Stored data entries:
--------------------

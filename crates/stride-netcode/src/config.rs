//! Netcode configuration
//!
//! All values have defaults, so a RON file only needs the fields it changes:
//!
//! ```ron
//! (
//!     tick_rate_hz: 60,
//!     netcode: (send_interval_secs: 0.1),
//! )
//! ```

use crate::error::{Error, Result};
use crate::reconciliation::CorrectionBasis;
use serde::{Deserialize, Serialize};
use std::fs;
use std::path::Path;
use stride_core::time::DEFAULT_TICK_RATE_HZ;
use stride_core::LocomotionTuning;

/// Maximum number of unacknowledged inputs kept for replay
pub const DEFAULT_INPUT_BUFFER_CAPACITY: usize = 50;

/// Seconds between input batches sent by a remote client
pub const DEFAULT_SEND_INTERVAL_SECS: f64 = 0.3;

/// Divergence, per axis group, beyond which the client snaps to the server
pub const DEFAULT_CORRECTION_THRESHOLD: f32 = 0.6;

/// Prediction and reconciliation settings
#[derive(Debug, Clone, PartialEq, Serialize, Deserialize)]
#[serde(default)]
pub struct NetcodeConfig {
    /// Input buffer cap; the oldest sample is evicted beyond it
    pub input_buffer_capacity: usize,
    /// Interval between input batches when not colocated with the server
    pub send_interval_secs: f64,
    /// Snap threshold, evaluated separately for XZ and Y
    pub correction_threshold: f32,
    /// Which position is compared against the snapshot
    pub correction_basis: CorrectionBasis,
}

impl Default for NetcodeConfig {
    fn default() -> Self {
        Self {
            input_buffer_capacity: DEFAULT_INPUT_BUFFER_CAPACITY,
            send_interval_secs: DEFAULT_SEND_INTERVAL_SECS,
            correction_threshold: DEFAULT_CORRECTION_THRESHOLD,
            correction_basis: CorrectionBasis::default(),
        }
    }
}

impl NetcodeConfig {
    pub fn validate(&self) -> Result<()> {
        if self.input_buffer_capacity == 0 {
            return Err(Error::InvalidConfig(
                "input_buffer_capacity must be at least 1".to_string(),
            ));
        }
        if !(self.send_interval_secs.is_finite() && self.send_interval_secs >= 0.0) {
            return Err(Error::InvalidConfig(format!(
                "send_interval_secs must be a finite non-negative number, got {}",
                self.send_interval_secs
            )));
        }
        if !(self.correction_threshold.is_finite() && self.correction_threshold >= 0.0) {
            return Err(Error::InvalidConfig(format!(
                "correction_threshold must be a finite non-negative number, got {}",
                self.correction_threshold
            )));
        }
        Ok(())
    }
}

/// Everything a session needs: tick rate, movement tuning, netcode settings
#[derive(Debug, Clone, PartialEq, Serialize, Deserialize)]
#[serde(default)]
pub struct StrideConfig {
    pub tick_rate_hz: u32,
    pub locomotion: LocomotionTuning,
    pub netcode: NetcodeConfig,
}

impl Default for StrideConfig {
    fn default() -> Self {
        Self {
            tick_rate_hz: DEFAULT_TICK_RATE_HZ,
            locomotion: LocomotionTuning::default(),
            netcode: NetcodeConfig::default(),
        }
    }
}

impl StrideConfig {
    /// Parse and validate a RON document
    pub fn from_ron_str(content: &str) -> Result<Self> {
        let config: StrideConfig = ron::from_str(content)?;
        config.validate()?;
        Ok(config)
    }

    /// Load and validate a RON file
    pub fn load_file(path: impl AsRef<Path>) -> Result<Self> {
        let content = fs::read_to_string(path.as_ref())?;
        Self::from_ron_str(&content)
    }

    pub fn validate(&self) -> Result<()> {
        if self.tick_rate_hz == 0 {
            return Err(Error::Core(stride_core::Error::InvalidTickRate(0)));
        }
        self.locomotion.validate()?;
        self.netcode.validate()
    }
}
//! Bundles what a node needs to run inputs through the simulator

use stride_core::{InputSample, Locomotion, MovementResolver, SimulationState};

/// Movement model, host physics and step length for one node
pub struct StepContext<'a> {
    pub locomotion: &'a dyn Locomotion,
    pub resolver: &'a mut dyn MovementResolver,
    pub dt: f32,
}

impl<'a> StepContext<'a> {
    pub fn new(locomotion: &'a dyn Locomotion, resolver: &'a mut dyn MovementResolver, dt: f32) -> Self {
        Self {
            locomotion,
            resolver,
            dt,
        }
    }

    /// Step `state` with one sample
    pub fn apply(&mut self, state: &mut SimulationState, sample: &InputSample) {
        self.locomotion.apply(state, sample, self.dt, &mut *self.resolver);
    }

    /// Step `state` with each sample in order; returns how many were applied
    pub fn replay<'s>(
        &mut self,
        state: &mut SimulationState,
        samples: impl IntoIterator<Item = &'s InputSample>,
    ) -> usize {
        let mut count = 0;
        for sample in samples {
            self.apply(state, sample);
            count += 1;
        }
        count
    }
}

--------------------

**WHAT YOU SHOULD DO:**
Please return all lines above in which the string "batches" is found.

**ANSWER AREA:**
/// Seconds between input batches sent by a remote client
    /// Interval between input batches when not colocated with the server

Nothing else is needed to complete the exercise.